Kroger and the return of private label

Eric Gardner 2 min read
Kroger and the return of private label
Image via Flickr
Kroger and the return of private label
Image via Flickr

Kroger, America’s largest pure-play grocer, reported another consistent quarter. For its first quarter of 2022, the firm matched the previous year’s 4.1% percent sales growth while increasing operating margins. The big news is the composition of the company’s sales. For the first time in the pandemic era, private label led the way. According to management, sales of Kroger’s own brands increased by 6.3%–outpacing all national brands.

Here’s CEO Rodney McMullen discussing it on his company’s most recent earning’s call:

During the quarter, we saw tremendous growth in Our Brands, which had identical sales of 6.3% and outpaced all national brands. With 92% of households purchasing at least one of these products, we launched 239 new and innovative products during the quarter, reflecting many of the top food trend predictions we made at the beginning of the year. All of our new products continue to be tested and validated to ensure that they are as good or better than the comparable national brand.

What’s interesting is why this is happening.

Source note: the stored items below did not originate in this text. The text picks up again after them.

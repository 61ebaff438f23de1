//! Browser identity & anti-automation hardening.
//!
//! Every rendering session is launched with the same versioned [`BrowserIdentity`]:
//! a desktop Chrome user-agent, matching locale/platform hints, launch flags that
//! hide the automation banner, and an injection script that runs before any page
//! script (via `Page.addScriptToEvaluateOnNewDocument`).

/// Fixed identity presented by every rendering session.
#[derive(Debug, Clone, PartialEq, Eq)]
pub struct BrowserIdentity {
    /// Bumped whenever any field or the injection script changes
    pub version: u32,
    pub user_agent: &'static str,
    pub accept_language: &'static str,
    pub platform: &'static str,
    pub window_size: (u32, u32),
}

/// Desktop Chrome on Windows.
pub const DESKTOP_CHROME: BrowserIdentity = BrowserIdentity {
    version: 1,
    user_agent: "Mozilla/5.0 (Windows NT 10.0; Win64; x64) AppleWebKit/537.36 (KHTML, like Gecko) Chrome/123.0.0.0 Safari/537.36",
    accept_language: "en-US,en;q=0.9",
    platform: "Win32",
    window_size: (1920, 1080),
};

impl Default for BrowserIdentity {
    fn default() -> Self {
        DESKTOP_CHROME
    }
}

impl BrowserIdentity {
    /// Chrome command-line flags for this identity.
    pub fn launch_args(&self) -> Vec<String> {
        let mut args: Vec<String> = [
            "--disable-blink-features=AutomationControlled",
            "--no-sandbox",
            "--disable-setuid-sandbox",
            "--disable-dev-shm-usage",
            "--disable-infobars",
            "--disable-gpu",
            "--no-first-run",
            "--window-position=0,0",
            "--ignore-certificate-errors",
            "--incognito",
        ]
        .iter()
        .map(|flag| flag.to_string())
        .collect();

        args.push(format!("--user-agent={}", self.user_agent));
        args.push(format!("--lang={}", self.primary_language()));
        args
    }

    /// `en-US` out of `en-US,en;q=0.9`.
    pub fn primary_language(&self) -> &'static str {
        self.accept_language
            .split(',')
            .next()
            .unwrap_or(self.accept_language)
    }

    /// Script injected into every new document of the session.
    pub fn injection_script(&self) -> String {
        STEALTH_JS
            .replace("__PLATFORM__", self.platform)
            .replace("__LANGUAGE__", self.primary_language())
    }
}

const STEALTH_JS: &str = r#"
    // ============================================================================
    // 🛡️ AUTOMATION SURFACE
    // ============================================================================

    // navigator.webdriver must read as absent, not `true`
    Object.defineProperty(Navigator.prototype, 'webdriver', {
        get: () => undefined,
        configurable: true,
    });

    // Headless Chrome ships without window.chrome
    if (!window.chrome) {
        window.chrome = {};
    }
    if (!window.chrome.runtime) {
        window.chrome.runtime = {
            connect: function() {
                return {
                    onMessage: { addListener: function() {}, removeListener: function() {} },
                    postMessage: function() {},
                    disconnect: function() {}
                };
            },
            sendMessage: function() {},
        };
    }

    // Notifications permission answers like a real profile instead of 'prompt'
    if (window.navigator.permissions && window.navigator.permissions.query) {
        const originalQuery = window.navigator.permissions.query.bind(window.navigator.permissions);
        window.navigator.permissions.query = (parameters) => (
            parameters && parameters.name === 'notifications'
                ? Promise.resolve({ state: Notification.permission })
                : originalQuery(parameters)
        );
    }

    // ============================================================================
    // 🎭 ORDINARY DESKTOP FINGERPRINT
    // ============================================================================

    Object.defineProperty(navigator, 'platform', { get: () => '__PLATFORM__' });
    Object.defineProperty(navigator, 'languages', { get: () => ['__LANGUAGE__', 'en'] });
    Object.defineProperty(navigator, 'hardwareConcurrency', { get: () => 8 });
    Object.defineProperty(navigator, 'deviceMemory', { get: () => 8 });

    // Empty plugin list is a headless tell
    Object.defineProperty(navigator, 'plugins', {
        get: () => {
            const pdf = {
                0: { type: "application/x-google-chrome-pdf", suffixes: "pdf", description: "Portable Document Format" },
                description: "Portable Document Format",
                filename: "internal-pdf-viewer",
                length: 1,
                name: "Chrome PDF Plugin"
            };
            const plugins = [pdf, pdf, pdf];
            Object.setPrototypeOf(plugins, PluginArray.prototype);
            return plugins;
        }
    });

    // WebGL vendor/renderer report a real GPU instead of SwiftShader
    const getParameter = WebGLRenderingContext.prototype.getParameter;
    WebGLRenderingContext.prototype.getParameter = function(parameter) {
        if (parameter === 37445) return 'Intel Inc.';
        if (parameter === 37446) return 'Intel Iris OpenGL Engine';
        return getParameter.apply(this, [parameter]);
    };
"#;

Of course, rising inflation is impacting wallets. According to the Federal Reserve, the cost of at-home food increased nearly 12 percent since last May.

With no additional fiscal stimulus in sight, shoppers are looking for cheaper alternatives. However, an interesting component of the switch is supply constraints from branded CPG manufacturers.

McMullen explains:

I think there’s still a lot of capacity constraints among some of the national brands. So I would expect if it’s a national brand with capacity, you’ll see a typical trend where they get more aggressive in promoting as their tonnage goes down. But if they’re supply-constrained, I would be surprised. And part of that is just because all of us are exiting COVID at a level of volume higher than what we had going in, which has put different people at different points on supply constraints.

Essentially, the Campbell Soups and Smucker’s of the world can’t produce enough products to meet demand. Since sales are brisk, their management sees no reason to offer promotions that would normally make their products more price competitive and spur incremental volume.

The decision to cut back on promotions will also impact Kroger down the line. During the COVID-19 era, the company invested in new warehouse infrastructure. Unfortunately, it’s sitting somewhat idle as the lack of promotions means management doesn’t see an incentive to lock in lower prices through forward buying.

For its part, Kroger management announced that it has no plans to gain market share by taking price. “We always think it’s important to remember it’s the total customer experience that we’re focused on,” McMullen concluded, “rather than price alone.”